I testi che la liturgia odierna propone alla nostra riflessione sono tratti da:
Libro dei Proverbi, cap.30, 5-9; Salmo 119; Vangelo di Luca, cap.9, 1-6.
La preghiera del mercoledì è in comunione con tutti gli operatori di pace, quale che ne sia il cammino spirituale o la filosofia di vita.
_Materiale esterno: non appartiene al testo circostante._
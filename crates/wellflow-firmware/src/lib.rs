//! ESP32-S3 firmware-specific modules for wellflow
//!
//! This crate contains hardware-specific code that cannot compile on desktop
//! targets: the flow sensor interrupt, ESP32 peripheral initialization, the
//! Wi-Fi link and SNTP clock, the embassy-net HTTP listener and the SHT40
//! temperature sensor. Everything else lives in `wellflow_core`.

#![no_std]

extern crate alloc;

pub mod app_state;
pub mod clock;
pub mod delay;
pub mod device_config;
pub mod http;
pub mod sensors;
pub mod wifi;
//! SNTP (RFC 4330) client packet encoding

/// Standard NTP server port.
pub const NTP_PORT: u16 = 123;
pub const PACKET_LEN: usize = 48;

/// Seconds between 1900-01-01 (NTP era 0) and 1970-01-01.
const NTP_TO_UNIX_SECS: u64 = 2_208_988_800;

/// LI = 0, VN = 4, Mode = 3 (client)
const CLIENT_HEADER: u8 = 0b00_100_011;
const MODE_SERVER: u8 = 4;
const MODE_BROADCAST: u8 = 5;
const TRANSMIT_TIMESTAMP: usize = 40;

/// A client request with every field but the header left zero.
pub fn request_packet() -> [u8; PACKET_LEN] {
    let mut packet = [0u8; PACKET_LEN];
    packet[0] = CLIENT_HEADER;
    packet
}

/// Extract the server transmit time as Unix seconds.
///
/// Returns `None` for short packets, non-server replies, kiss-of-death
/// (stratum 0) replies and zero timestamps.
pub fn parse_unix_seconds(reply: &[u8]) -> Option<u64> {
    if reply.len() < PACKET_LEN {
        return None;
    }
    let mode = reply[0] & 0b111;
    let stratum = reply[1];
    if !matches!(mode, MODE_SERVER | MODE_BROADCAST) || stratum == 0 {
        return None;
    }

    let seconds = u32::from_be_bytes([
        reply[TRANSMIT_TIMESTAMP],
        reply[TRANSMIT_TIMESTAMP + 1],
        reply[TRANSMIT_TIMESTAMP + 2],
        reply[TRANSMIT_TIMESTAMP + 3],
    ]);
    if seconds == 0 {
        return None;
    }
    // Era 1 starts in 2036; timestamps below the Unix epoch belong to it
    let ntp_seconds = if u64::from(seconds) < NTP_TO_UNIX_SECS {
        u64::from(seconds) + (1 << 32)
    } else {
        u64::from(seconds)
    };
    Some(ntp_seconds - NTP_TO_UNIX_SECS)
}

#[cfg(test)]
mod tests {
    use super::*;

    fn reply(mode: u8, stratum: u8, seconds: u32) -> [u8; PACKET_LEN] {
        let mut packet = [0u8; PACKET_LEN];
        packet[0] = 0b00_100_000 | mode;
        packet[1] = stratum;
        packet[TRANSMIT_TIMESTAMP..TRANSMIT_TIMESTAMP + 4].copy_from_slice(&seconds.to_be_bytes());
        packet
    }

    #[test]
    fn test_request_packet_header() {
        let packet = request_packet();
        assert_eq!(packet[0] >> 6, 0);
        assert_eq!((packet[0] >> 3) & 0b111, 4);
        assert_eq!(packet[0] & 0b111, 3);
        assert!(packet[1..].iter().all(|&byte| byte == 0));
    }

    #[test]
    fn test_parse_server_reply() {
        // 2024-03-10T12:00:00Z
        let ntp = (1_710_072_000u64 + NTP_TO_UNIX_SECS) as u32;
        assert_eq!(
            parse_unix_seconds(&reply(MODE_SERVER, 2, ntp)),
            Some(1_710_072_000)
        );
    }

    #[test]
    fn test_parse_era_one() {
        // 2040-01-01T00:00:00Z wraps the 32-bit seconds field
        let unix = 2_208_988_800u64;
        let ntp = (unix + NTP_TO_UNIX_SECS - (1 << 32)) as u32;
        assert_eq!(parse_unix_seconds(&reply(MODE_SERVER, 1, ntp)), Some(unix));
    }

    #[test]
    fn test_rejects_bad_replies() {
        let ntp = (1_710_072_000u64 + NTP_TO_UNIX_SECS) as u32;
        assert_eq!(parse_unix_seconds(&reply(MODE_SERVER, 0, ntp)), None);
        assert_eq!(parse_unix_seconds(&reply(3, 2, ntp)), None);
        assert_eq!(parse_unix_seconds(&reply(MODE_SERVER, 2, 0)), None);
        assert_eq!(parse_unix_seconds(&reply(MODE_SERVER, 2, ntp)[..40]), None);
    }
}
E, in tema di Kippur, nel congedarci, scegliamo di proporvi un brano del discorso tenuto dal rabbino capo di Roma, Riccardo Di Segni, nel Tempio Maggiore di Roma, alla conclusione del Kippur 5770, tratto dal sito di Torah.it. Che è, per oggi, il nostro
PENSIERO DEL GIORNO
Che cosa significa proclamare con la folla D[io] Re? Non lo è già? Ha bisogno di noi? Dobbiamo renderci conto che in questa proclamazione si nascondono alcuni messaggi fondamentali e rivoluzionari che l’ebraismo ha portato al mondo. Se Lui è il Re, non ci sono altri re oltre a Lui. Se Lui è il Re, noi siamo i suoi sudditi, i suoi servi. Se siamo i suoi servi non siamo i servi di nessun altro. Siamo liberi. Se Lui è il Re, in quanto creatore dell’Universo e dell’umanità, gli esseri umani sono creati a Sua immagine. E questo significa che ogni essere umano ha la sua dignità e che la sua vita è sacra. Libertà e sacralità significano responsabilità e moralità, rispetto della legge e del diritto, rifiuto della violenza. Se il mondo “civile” condivide buona parte di questi principi è perché è stata la nostra fede e la nostra tradizione a insegnarli. Tutto quello che abbiamo letto nei nostri libri di tefillà in questa giornata, da Isaia a Jonà alle numerose preghiere e poesie, ribadisce queste idee essenziali. Molte idee fondamentali che guidano e elevano la civiltà sono un nostro prodotto, un nostro contributo irrinuciabile. […] Se tutto questo è vero, come lo è, non possiamo nasconderci una grande difficoltà: il fatto che l’ebraismo sia esigente. Per realizzare gli obblighi della nostra religione ci vuole una continua attenzione, tutta la vita è controllata, c’è una lunga e complicata serie di regole da rispettare. Non sarebbe meglio, più comodo e più semplice se ci fossero meno regole? […] Questa sera siamo qui e altrove raccolti in moltitudini mai viste, come mai in altri momenti dell’anno, e siamo già alla 23a ora di digiuno assoluto e preghiera continua. Se non ci fosse tanto rigore, anche se probabilmente non tutti lo rispettano, qua non ci sarebbe tanta gente. La conclusione su cui bisogna pensare è che le cose che valgono di più sono quelle che esigono di più; è vero per lo studio, per il lavoro, per lo sport come è vero per le cose spirituali. Se l’ebraismo fosse stato più semplice, sarebbe già scomparso. È difficile, è esigente, ma se non fosse stato così non avrebbe trasformato il mondo. Il nostro Re esige da noi grandi cose. (Riccardo Di Segni, Discorso pronunciato nel Tempio Maggiore di Roma alla conclusione del Kippur 5770).
Ricevete l’abbraccio dei vostri fratelli e sorelle della Comunità del bairro.